To reach their conclusion, published in Biology Letters, the research team looked at a newly discovered class of molecules called microRNA. Most of the genetic material or DNA that scientists study provides the code for building proteins, large molecules that form an essential part of every organism. But microRNAs are much smaller molecules that can switch genes on and off and regulate protein production. They are also remarkably similar within related animal groups and provide important clues for identification.
"Different microRNAs develop fairly rapidly in different animal species over time, but once developed, they then remain virtually unchanged," said Kevin Peterson, a paleobiologist at MDIBL and Dartmouth College. "They provide a kind of molecular map that allows us to trace a species' evolution."
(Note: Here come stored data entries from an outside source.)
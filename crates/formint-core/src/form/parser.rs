//! Form field extraction over converted document text.

use std::time::Instant;

use tracing::{debug, info};

use crate::models::field::{ExtractionMetadata, FormExtract, HierarchyMap, SourceType};

use super::builder::build_fields;
use super::rules::form_type::detect_form_type;
use super::rules::line::{classify_line, LineClass};
use super::FieldExtraction;

/// Result of one extraction pass.
#[derive(Debug, Clone)]
pub struct ExtractionResult {
    /// Extracted form data.
    pub form: FormExtract,

    /// Raw input text.
    pub raw_text: String,

    /// Debug trace: one free-text entry per classified line, in order.
    pub trace: Vec<String>,

    /// Processing time in milliseconds.
    pub processing_time_ms: u64,
}

/// Rule-based form field parser.
///
/// Performs a single forward pass over the input lines. The pass has no
/// failure modes: text that matches nothing yields an empty field sequence.
pub struct FormParser {
    capture_trace: bool,
}

impl FormParser {
    /// Create a new parser with default settings.
    pub fn new() -> Self {
        Self {
            capture_trace: true,
        }
    }

    /// Set whether to collect the per-line debug trace.
    pub fn with_trace(mut self, capture: bool) -> Self {
        self.capture_trace = capture;
        self
    }

    /// Extract labeled fields from converted document text.
    ///
    /// Each run owns its outputs; nothing is shared across runs or
    /// documents. An empty input is a valid input and produces an empty
    /// field sequence.
    pub fn parse(&self, text: &str) -> ExtractionResult {
        let start = Instant::now();

        info!("parsing form text ({} characters)", text.len());

        let form_type = detect_form_type(text);

        let mut fields = Vec::new();
        let mut hierarchy = HierarchyMap::new();
        let mut trace = Vec::new();
        let mut warnings = Vec::new();
        let mut current_part: Option<u32> = None;

        for raw_line in text.lines() {
            let line = raw_line.trim();
            if line.is_empty() {
                continue;
            }

            match classify_line(line) {
                LineClass::PartHeader { number, title } => {
                    current_part = Some(number);
                    if self.capture_trace {
                        trace.push(format!("entering part {}: '{}'", number, title));
                    }
                }
                LineClass::NumberedItem { number, label } => {
                    let expansion = build_fields(&number, &label);
                    fields.extend(expansion.fields);
                    if let Some((parent_number, entry)) = expansion.hierarchy {
                        hierarchy.insert(parent_number, entry);
                    }
                    if self.capture_trace {
                        trace.extend(expansion.trace);
                    }
                }
                LineClass::Inert => {}
            }
        }

        if fields.is_empty() {
            warnings.push("no numbered items found in input text".to_string());
        }

        debug!(
            "extraction pass complete: {} fields, {} parents, last part {:?}",
            fields.len(),
            hierarchy.len(),
            current_part
        );

        let processing_time_ms = start.elapsed().as_millis() as u64;

        ExtractionResult {
            form: FormExtract {
                form_type,
                fields,
                hierarchy,
                metadata: ExtractionMetadata {
                    source_type: SourceType::Unknown,
                    processing_time_ms: Some(processing_time_ms),
                    warnings,
                },
            },
            raw_text: text.to_string(),
            trace,
            processing_time_ms,
        }
    }
}

impl Default for FormParser {
    fn default() -> Self {
        Self::new()
    }
}

impl FieldExtraction for FormParser {
    fn extract_fields(&self, text: &str) -> ExtractionResult {
        self.parse(text)
    }
}

#[cfg(test)]
mod tests {
    use pretty_assertions::assert_eq;

    use super::*;
    use crate::models::field::FieldType;
    use crate::form::rules::form_type::FormType;

    #[test]
    fn test_basic_form() {
        let text = "1. Full Legal Name\n2. Date of Birth\n";
        let result = FormParser::new().parse(text);

        let fields = &result.form.fields;
        assert_eq!(fields.len(), 5);

        assert_eq!(fields[0].item_number, "1");
        assert_eq!(fields[0].label, "Full Legal Name");
        assert!(fields[0].is_parent);

        assert_eq!(fields[1].item_number, "1.a");
        assert_eq!(fields[1].label, "Family Name (Last Name)");
        assert_eq!(fields[2].item_number, "1.b");
        assert_eq!(fields[2].label, "Given Name (First Name)");
        assert_eq!(fields[3].item_number, "1.c");
        assert_eq!(fields[3].label, "Middle Name");

        assert_eq!(fields[4].item_number, "2");
        assert_eq!(fields[4].label, "Date of Birth");
        assert_eq!(fields[4].field_type, FieldType::Date);
        assert!(!fields[4].is_parent);
        assert!(!fields[4].is_subfield);
    }

    #[test]
    fn test_non_matching_lines_emit_nothing() {
        let text = "USCIS Use Only\n\nRead the instructions carefully.\na. stray letter item\n";
        let result = FormParser::new().parse(text);

        assert!(result.form.fields.is_empty());
        assert!(result.form.hierarchy.is_empty());
        assert_eq!(
            result.form.metadata.warnings,
            vec!["no numbered items found in input text".to_string()]
        );
    }

    #[test]
    fn test_empty_input_degrades_without_error() {
        let result = FormParser::new().parse("");
        assert!(result.form.fields.is_empty());
        assert!(result.form.hierarchy.is_empty());
        assert_eq!(result.form.form_type, FormType::Unknown);
    }

    #[test]
    fn test_part_headers_excluded_from_fields() {
        let text = "Part 1. Information About You\n1. Alien Registration Number\n";
        let result = FormParser::new().parse(text);

        assert_eq!(result.form.fields.len(), 1);
        assert_eq!(result.form.fields[0].field_type, FieldType::Number);
        assert!(result.trace.iter().any(|t| t.contains("entering part 1")));
    }

    #[test]
    fn test_legal_name_expansion_property() {
        let text = "Form I-485\n5. Your Full Legal Name\n";
        let result = FormParser::new().parse(text);

        assert_eq!(result.form.form_type, FormType::I485);

        let parents: Vec<_> = result.form.fields.iter().filter(|f| f.is_parent).collect();
        assert_eq!(parents.len(), 1);

        let numbers: Vec<_> = result
            .form
            .fields
            .iter()
            .filter(|f| f.is_subfield)
            .map(|f| f.item_number.as_str())
            .collect();
        assert_eq!(numbers, vec!["5.a", "5.b", "5.c"]);
    }

    #[test]
    fn test_mailing_address_property() {
        let text = "3. Mailing Address\n";
        let result = FormParser::new().parse(text);

        assert_eq!(result.form.subfield_count(), 6);
        let entry = &result.form.hierarchy["3"];
        assert_eq!(entry.label, "Mailing Address");
        assert_eq!(entry.subfields.len(), 6);
    }

    #[test]
    fn test_parents_immediately_followed_by_subfields() {
        let text = "1. Home Address\n2. Full Legal Name\n3. Email Address\n";
        let result = FormParser::new().parse(text);

        let numbers: Vec<_> = result
            .form
            .fields
            .iter()
            .map(|f| f.item_number.as_str())
            .collect();
        assert_eq!(
            numbers,
            vec!["1", "1.a", "1.b", "1.c", "1.d", "1.e", "2", "2.a", "2.b", "2.c", "3"]
        );
        assert!(result.form.validate().is_empty());
    }

    #[test]
    fn test_idempotence() {
        let text = "Form I-130\nPart 2. Relationship\n1. Full Legal Name\n2. Physical Address\n\
                    3. Date of Birth\n4. Daytime Phone\nnothing here\n";
        let first = FormParser::new().parse(text);
        let second = FormParser::new().parse(text);

        assert_eq!(first.form.fields, second.form.fields);
        assert_eq!(first.form.hierarchy, second.form.hierarchy);
        assert_eq!(first.form.form_type, second.form.form_type);
        assert_eq!(first.trace, second.trace);
    }

    #[test]
    fn test_duplicate_numbers_preserved() {
        // Conversion artifacts can repeat a number; records stay independent
        let text = "3. Date of Birth\n3. Place of Birth\n";
        let result = FormParser::new().parse(text);

        assert_eq!(result.form.fields.len(), 2);
        assert_eq!(result.form.fields[0].item_number, "3");
        assert_eq!(result.form.fields[1].item_number, "3");
        assert_eq!(result.form.fields[1].label, "Place of Birth");
    }

    #[test]
    fn test_trace_disabled() {
        let text = "Part 1. About You\n1. Full Legal Name\n";
        let result = FormParser::new().with_trace(false).parse(text);

        assert!(result.trace.is_empty());
        assert_eq!(result.form.fields.len(), 4);
    }

    #[test]
    fn test_extraction_through_trait_object() {
        let parser: &dyn FieldExtraction = &FormParser::new();
        let result = parser.extract_fields("1. Date of Birth\n");
        assert_eq!(result.form.fields.len(), 1);
    }

    #[test]
    fn test_trace_records_every_classification() {
        let text = "Part 1. About You\n1. Full Legal Name\n2. Date of Birth\n";
        let result = FormParser::new().parse(text);

        assert_eq!(result.trace.len(), 3);
        assert!(result.trace[0].contains("entering part 1"));
        assert!(result.trace[1].contains("matched trigger 'legal name'"));
        assert!(result.trace[2].contains("classified as date"));
    }
}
Peterson worked with Ben King, a bioinformatician at MDIBL. "My role in the study was to enhance our software so we could find new and unique microRNAs in the lizard genome," King said. "We identified 77 new microRNA families, and four of these turned out to also be expressed in the painted turtle. So we had the evidence we needed to say that turtles are a sister group to lizards and not crocodiles."
Though few creatures have been as puzzling as the turtle, the research team plans to use its microRNA analysis on other animals to help determine their origins and relationships as well. It is also developing a web-based platform to share the software with other researchers around the world.
In addition to King and Peterson, the research team included Tyler Lyson and Jacques Gauthier from Yale University, Eric Sperling from Harvard University, and Alysha Heimberg from Dartmouth College.